I know I haven’t written in a while! It’s been a busy past few months. Last I wrote was about my wedding. It’s now been over 3 months and I still wish I could go back to that day!
We actually just got back from our honeymoon in Hawaii. It was truly amazing and we had so much fun discovering each island. We went to Oahu, Kauai and Maui. Each island is so different, and I’m glad we were able to go to 3.
Next time we’ll have to go to Big Island! I’ll do a more in-detail recap of our activities in another post.
So last year around this time I thought I was going to start training for the NYC Marathon. And then I didn’t…and didn’t end up running for about 8-9 months. You can read more about that here.

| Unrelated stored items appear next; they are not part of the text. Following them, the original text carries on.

//! Aggregates a set of analyzed articles into a [`ComparativeAnalysis`].

pub mod coverage;
pub mod verdict;

use std::collections::HashMap;

use na_core::{
    Article, ComparativeAnalysis, Error, Result, SentimentCounts, TopicCount, TopicOverlap, TopicSet,
    UniqueTopics,
};

pub fn compare(articles: &[Article]) -> Result<ComparativeAnalysis> {
    if articles.is_empty() {
        return Err(Error::EmptyArticleSet);
    }

    let sentiment_counts = SentimentCounts::from_labels(articles.iter().map(|a| a.sentiment.label()));
    let average_sentiment_score =
        articles.iter().map(|a| a.sentiment.score()).sum::<f64>() / articles.len() as f64;
    let common_topics = rank_topics(articles);
    let final_sentiment_analysis =
        verdict::final_sentiment_analysis(&sentiment_counts, average_sentiment_score, &common_topics);

    Ok(ComparativeAnalysis {
        sentiment_counts,
        average_sentiment_score,
        topic_overlap: TopicOverlap { common_topics: shared_topics(articles) },
        unique_topics_by_article: unique_topics(articles),
        coverage_differences: coverage::adjacent_differences(articles),
        common_topics,
        final_sentiment_analysis,
    })
}

/// Every topic with the number of articles mentioning it, most frequent
/// first. Equal counts keep first-encounter order.
pub fn rank_topics(articles: &[Article]) -> Vec<TopicCount> {
    let mut ranking: Vec<TopicCount> = Vec::new();
    let mut positions: HashMap<&str, usize> = HashMap::new();
    for topic in articles.iter().flat_map(|a| a.topics.iter()) {
        match positions.get(topic.as_str()) {
            Some(&pos) => ranking[pos].count += 1,
            None => {
                positions.insert(topic.as_str(), ranking.len());
                ranking.push(TopicCount { topic: topic.clone(), count: 1 });
            }
        }
    }
    // sort_by is stable, so ties stay in encounter order
    ranking.sort_by(|a, b| b.count.cmp(&a.count));
    ranking
}

/// Topics present in every article.
pub fn shared_topics(articles: &[Article]) -> TopicSet {
    let Some((first, rest)) = articles.split_first() else {
        return TopicSet::new();
    };
    first
        .topics
        .iter()
        .filter(|topic| rest.iter().all(|other| other.topics.contains(topic)))
        .cloned()
        .collect()
}

/// For each article, the topics no other article mentions.
pub fn unique_topics(articles: &[Article]) -> Vec<UniqueTopics> {
    articles
        .iter()
        .enumerate()
        .map(|(i, article)| UniqueTopics {
            title: article.title.clone(),
            unique_topics: article
                .topics
                .iter()
                .filter(|topic| {
                    articles
                        .iter()
                        .enumerate()
                        .all(|(j, other)| j == i || !other.topics.contains(topic))
                })
                .cloned()
                .collect(),
        })
        .collect()
}

#[cfg(test)]
mod tests {
    use super::*;
    use na_core::{Sentiment, SentimentLabel};

    fn article(title: &str, score: f64, topics: &[&str]) -> Article {
        let mut a = Article::new(title, "test", "2025-01-01", "http://test.com", "content");
        a.sentiment = Sentiment::from_score(score);
        a.topics = topics.iter().copied().collect();
        a
    }

    fn scenario() -> Vec<Article> {
        vec![
            article("First", 0.5, &["A", "B"]),
            article("Second", 0.0, &["B", "C"]),
            article("Third", -0.4, &["B", "D"]),
        ]
    }

    #[test]
    fn test_empty_set_is_rejected() {
        assert!(matches!(compare(&[]), Err(Error::EmptyArticleSet)));
    }

    #[test]
    fn test_three_article_scenario() {
        let analysis = compare(&scenario()).unwrap();

        assert_eq!(analysis.topic_overlap.common_topics.as_slice(), &["B".to_string()]);

        let unique: Vec<Vec<String>> = analysis
            .unique_topics_by_article
            .iter()
            .map(|u| u.unique_topics.as_slice().to_vec())
            .collect();
        assert_eq!(unique, vec![vec!["A".to_string()], vec!["C".to_string()], vec!["D".to_string()]]);
        assert_eq!(analysis.unique_topics_by_article[1].title, "Second");

        assert_eq!(analysis.common_topics[0], TopicCount { topic: "B".into(), count: 3 });
        let order: Vec<&str> = analysis.common_topics.iter().map(|t| t.topic.as_str()).collect();
        assert_eq!(order, vec!["B", "A", "C", "D"]);
    }

    #[test]
    fn test_counts_and_average() {
        let analysis = compare(&scenario()).unwrap();
        let counts = &analysis.sentiment_counts;
        assert_eq!(counts.get(SentimentLabel::Positive), 1);
        assert_eq!(counts.get(SentimentLabel::Neutral), 1);
        assert_eq!(counts.get(SentimentLabel::Negative), 1);
        assert_eq!(counts.total(), 3);
        assert!((analysis.average_sentiment_score - (0.5 + 0.0 - 0.4) / 3.0).abs() < 1e-12);
    }

    #[test]
    fn test_counts_sum_to_article_count() {
        for n in 1..=12 {
            let articles: Vec<Article> = (0..n)
                .map(|i| article(&format!("A{}", i), (i as f64 - 6.0) / 6.0, &[]))
                .collect();
            assert_eq!(compare(&articles).unwrap().sentiment_counts.total(), n);
        }
    }

    #[test]
    fn test_ranking_is_non_increasing_with_encounter_ties() {
        let articles = vec![
            article("1", 0.0, &["X", "Y", "Z"]),
            article("2", 0.0, &["Z", "W"]),
            article("3", 0.0, &["W", "Y", "V"]),
        ];
        let ranking = rank_topics(&articles);
        assert!(ranking.windows(2).all(|w| w[0].count >= w[1].count));
        let order: Vec<&str> = ranking.iter().map(|t| t.topic.as_str()).collect();
        assert_eq!(order, vec!["Y", "Z", "W", "X", "V"]);
    }

    #[test]
    fn test_overlap_is_empty_when_an_article_has_no_topics() {
        let articles = vec![article("1", 0.0, &["A", "B"]), article("2", 0.0, &[]), article("3", 0.0, &["A"])];
        assert!(shared_topics(&articles).is_empty());
    }

    #[test]
    fn test_overlap_is_subset_of_every_article() {
        let articles = vec![
            article("1", 0.0, &["A", "B", "C"]),
            article("2", 0.0, &["C", "B"]),
            article("3", 0.0, &["B", "C", "E"]),
        ];
        let overlap = shared_topics(&articles);
        assert_eq!(overlap.as_slice(), &["B".to_string(), "C".to_string()]);
        for a in &articles {
            assert!(overlap.iter().all(|t| a.topics.contains(t)));
        }
    }

    #[test]
    fn test_unique_topics_never_shared() {
        let articles = vec![
            article("1", 0.0, &["A", "B"]),
            article("2", 0.0, &["B"]),
            article("3", 0.0, &["B", "C", "A"]),
        ];
        let unique = unique_topics(&articles);
        assert_eq!(unique.len(), 3);
        assert!(unique[0].unique_topics.is_empty());
        assert!(unique[1].unique_topics.is_empty());
        assert_eq!(unique[2].unique_topics.as_slice(), &["C".to_string()]);
        for (i, u) in unique.iter().enumerate() {
            for (j, other) in articles.iter().enumerate() {
                if i != j {
                    assert!(u.unique_topics.iter().all(|t| !other.topics.contains(t)));
                }
            }
        }
    }

    #[test]
    fn test_single_article() {
        let analysis = compare(&[article("Only", 0.3, &["A"])]).unwrap();
        assert_eq!(analysis.topic_overlap.common_topics.as_slice(), &["A".to_string()]);
        assert_eq!(analysis.unique_topics_by_article[0].unique_topics.as_slice(), &["A".to_string()]);
        assert!(analysis.coverage_differences.is_empty());
    }
}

I deferred my entry to this year, and this year I am running it! My mom, however, didn’t get in through the lottery again. But 2 of our running group members did so at least I’ll have someone to train with. I wish she could run it with me though but I’m trying to convince her to do the LOVE Run in Philly the following weekend so we can train together.
In terms of not running for the past 8-9 months…I found some solutions to my health issues (adrenal fatigue cortisol issues), but still haven’t “solved” it. I hate not exercising, and didn’t see much of a change in my body, so I’m going to start running again as well as exploring more options for some health issues.
Running and exercising are a huge part of my life. I was told that by stopping exercise it would solve a lot of issues. Might be true, but I didn’t feel a significant enough change for it to be worth not exercise. I understand that I can’t go from 0-100 but I want to begin exercising again and feeling strong.
I’m really excited to train for this half marathon. I’m not expecting anything and although I always want to PR, I know that probably won’t happen. Also because my PR is from my FIRST half marathon and we still haven’t been able to best it lol.
Here’s my current NYC Half Marathon training plan – very generally speaking:
-6 weeks of base building
-4ish weeks of specific training
-1.5ish weeks of taper
I really just need to get out and run right now. Base building is super important, and what I preach to my own cross country runners. I plan on starting with consistent 30-45 minute runs and building up from there. Right now, 13.1 miles seems impossible, but I know I can do it.
Also, kind of nervous about finishing in Central Park. They changed the course for 2018 and it’s pretty different. I think I would have liked the straight shot down West Side Highway, but we’ll see.
I’m really excited to finally be running the NYC Half Marathon! It’s been on my running bucket list for years. Just really wish my mom could run with me.
Who else is running NYC Half Marathon? Have you ran it before? Thoughts?